Well, I guess we have different approaches in mind when working with packets. I probably use something similar to your option A, but I don't parse packets into structs or classes. Imho, defining all this message structs just adds a lot of unneeded boilerplate and sometimes complexity. I work directly on a byte array (and soon pooled Memory/Span<byte>) with some convenience extension methods. So basically, I extract the data I need into local variables and pass them to my game action functions. When sending packets I also use extension methods to set the bytes.
Imagine you have to initialize a class of hundreds of variables. Using this method you will write a function to initialize this object from a memory stream once and pray for the gods you don't need ever more to touch this function.
Packets coming from clients are usually very small (under 5 fields), so this is not an issue here.

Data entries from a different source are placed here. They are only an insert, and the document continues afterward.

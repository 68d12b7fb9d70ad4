//! ST7789 TFT driver
//!
//! Driver for 320x240 ST7789 panels over a write-only 4-wire SPI bus
//! (clock, data, chip select, data/command select). Only what the widget
//! needs is implemented: init, windowed RAM writes, backlight.

use embedded_hal::delay::DelayNs;
use vitrine_core::traits::{PixelSink, SCREEN_HEIGHT, SCREEN_WIDTH};
use vitrine_core::Rgb565;
use vitrine_hal::{OutputPin, SpiBus};

/// ST7789 commands
mod cmd {
    pub const SWRESET: u8 = 0x01;
    pub const SLPOUT: u8 = 0x11;
    pub const NORON: u8 = 0x13;
    pub const INVON: u8 = 0x21;
    pub const DISPON: u8 = 0x29;
    pub const CASET: u8 = 0x2A;
    pub const RASET: u8 = 0x2B;
    pub const RAMWR: u8 = 0x2C;
    pub const MADCTL: u8 = 0x36;
    pub const COLMOD: u8 = 0x3A;
}

/// MADCTL: column order flipped, rows and columns exchanged (landscape)
const MADCTL_LANDSCAPE: u8 = 0x60;

/// COLMOD: 65K colors, 16 bits per pixel
const COLMOD_RGB565: u8 = 0x55;

/// Pixels converted to bytes per SPI write
const CHUNK_PIXELS: usize = 64;

/// Display errors
#[derive(Debug, Clone, Copy, PartialEq, Eq)]
#[cfg_attr(feature = "defmt", derive(defmt::Format))]
pub enum DisplayError {
    /// SPI transfer failed
    Communication,
    /// Drawing attempted before `init`
    NotInitialized,
}

/// ST7789 driver
///
/// Drawing methods come from [`PixelSink`] and cannot fail from the
/// caller's side. A failed transfer is remembered and counted; check
/// [`St7789::fault`] to find out about it.
pub struct St7789<SPI, DC, CS> {
    spi: SPI,
    dc: DC,
    cs: CS,
    initialized: bool,
    last_error: Option<DisplayError>,
    failed_transfers: u32,
}

impl<SPI, DC, CS> St7789<SPI, DC, CS>
where
    SPI: SpiBus,
    DC: OutputPin,
    CS: OutputPin,
{
    /// Create a new driver; the panel is untouched until [`St7789::init`]
    pub fn new(spi: SPI, dc: DC, mut cs: CS) -> Self {
        cs.set_high();
        Self {
            spi,
            dc,
            cs,
            initialized: false,
            last_error: None,
            failed_transfers: 0,
        }
    }

    /// Reset and configure the panel, then switch it on
    pub fn init<D: DelayNs>(&mut self, delay: &mut D) -> Result<(), DisplayError> {
        self.command(cmd::SWRESET, &[])?;
        delay.delay_ms(150);

        self.command(cmd::SLPOUT, &[])?;
        delay.delay_ms(120);

        self.command(cmd::COLMOD, &[COLMOD_RGB565])?;
        self.command(cmd::MADCTL, &[MADCTL_LANDSCAPE])?;
        // The panel's liquid crystal is normally-black; inversion gives true colors
        self.command(cmd::INVON, &[])?;
        self.command(cmd::NORON, &[])?;
        delay.delay_ms(10);

        self.command(cmd::DISPON, &[])?;
        delay.delay_ms(10);

        self.initialized = true;
        Ok(())
    }

    pub fn is_initialized(&self) -> bool {
        self.initialized
    }

    /// Last transfer error and the number of failed transfers so far
    pub fn fault(&self) -> Option<(DisplayError, u32)> {
        self.last_error.map(|e| (e, self.failed_transfers))
    }

    /// Forget the recorded fault (the failure count is kept)
    pub fn clear_fault(&mut self) {
        self.last_error = None;
    }

    /// Give back the bus and pins
    pub fn release(self) -> (SPI, DC, CS) {
        (self.spi, self.dc, self.cs)
    }

    /// Send a command byte followed by its parameters
    fn command(&mut self, command: u8, params: &[u8]) -> Result<(), DisplayError> {
        self.cs.set_low();
        self.dc.set_low();
        let mut result = self.spi.write(&[command]);
        if result.is_ok() && !params.is_empty() {
            self.dc.set_high();
            result = self.spi.write(params);
        }
        self.cs.set_high();
        result.map_err(|_| DisplayError::Communication)
    }

    /// Stream pre-swapped pixels as RAM data
    fn write_pixels(&mut self, pixels: &[u16]) -> Result<(), DisplayError> {
        let mut bytes = [0u8; CHUNK_PIXELS * 2];

        self.cs.set_low();
        self.dc.set_high();
        let mut result = Ok(());
        for chunk in pixels.chunks(CHUNK_PIXELS) {
            for (dst, &px) in bytes.chunks_exact_mut(2).zip(chunk) {
                // Swapped words go out little-endian: high color byte first
                dst.copy_from_slice(&px.to_le_bytes());
            }
            result = self.spi.write(&bytes[..chunk.len() * 2]);
            if result.is_err() {
                break;
            }
        }
        self.cs.set_high();
        result.map_err(|_| DisplayError::Communication)
    }

    fn set_address_window(&mut self, x0: u16, y0: u16, x1: u16, y1: u16) -> Result<(), DisplayError> {
        let [x0h, x0l] = x0.to_be_bytes();
        let [x1h, x1l] = x1.to_be_bytes();
        let [y0h, y0l] = y0.to_be_bytes();
        let [y1h, y1l] = y1.to_be_bytes();
        self.command(cmd::CASET, &[x0h, x0l, x1h, x1l])?;
        self.command(cmd::RASET, &[y0h, y0l, y1h, y1l])?;
        self.command(cmd::RAMWR, &[])
    }

    fn record(&mut self, result: Result<(), DisplayError>) {
        if let Err(e) = result {
            self.failed_transfers = self.failed_transfers.wrapping_add(1);
            if self.last_error.is_none() {
                #[cfg(feature = "defmt")]
                defmt::warn!("Display transfer failed: {}", e);
            }
            self.last_error = Some(e);
        }
    }

    fn check_ready(&mut self) -> bool {
        if !self.initialized {
            self.record(Err(DisplayError::NotInitialized));
        }
        self.initialized
    }
}

impl<SPI, DC, CS> PixelSink for St7789<SPI, DC, CS>
where
    SPI: SpiBus,
    DC: OutputPin,
    CS: OutputPin,
{
    fn set_window(&mut self, x0: u16, y0: u16, x1: u16, y1: u16) {
        if self.check_ready() {
            let result = self.set_address_window(x0, y0, x1, y1);
            self.record(result);
        }
    }

    fn push_pixels(&mut self, pixels: &[u16]) {
        if self.check_ready() {
            let result = self.write_pixels(pixels);
            self.record(result);
        }
    }

    fn fill_screen(&mut self, color: Rgb565) {
        self.fill_rect(0, 0, SCREEN_WIDTH, SCREEN_HEIGHT, color);
    }
}

/// Backlight enable line
pub struct Backlight<P> {
    pin: P,
}

impl<P: OutputPin> Backlight<P> {
    pub fn new(pin: P) -> Self {
        Self { pin }
    }

    pub fn set(&mut self, on: bool) {
        self.pin.set_state(on);
    }

    pub fn is_on(&self) -> bool {
        self.pin.is_set_high()
    }
}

For outgoing packets it's similar - most are relatively small. The big ones are a bit of an issue, but it's a trade-off I made here. The original code doesn't make things much better in this cases
If for some reason you need to modify this code you will spend a LOT of time trying to check if the memory offsets are right with your new modifications.
Sure, but the same applies for structs and marshalling. You'll have to correctly define them as well and hope marshalling works as expected. The original game server/client also uses different byte order (little/big-endian) for same types of fields, sometimes structs are packed, sometimes not - big PITA. I wonder how marshalling behaves when it runs under different CPU architectures (possible with .net core at linux), e.g. ARM.
I don't know which option you are using to do this in your project but I strongly disagree when you say that "marshaling is not faster and adds some unneeded complexity to the code".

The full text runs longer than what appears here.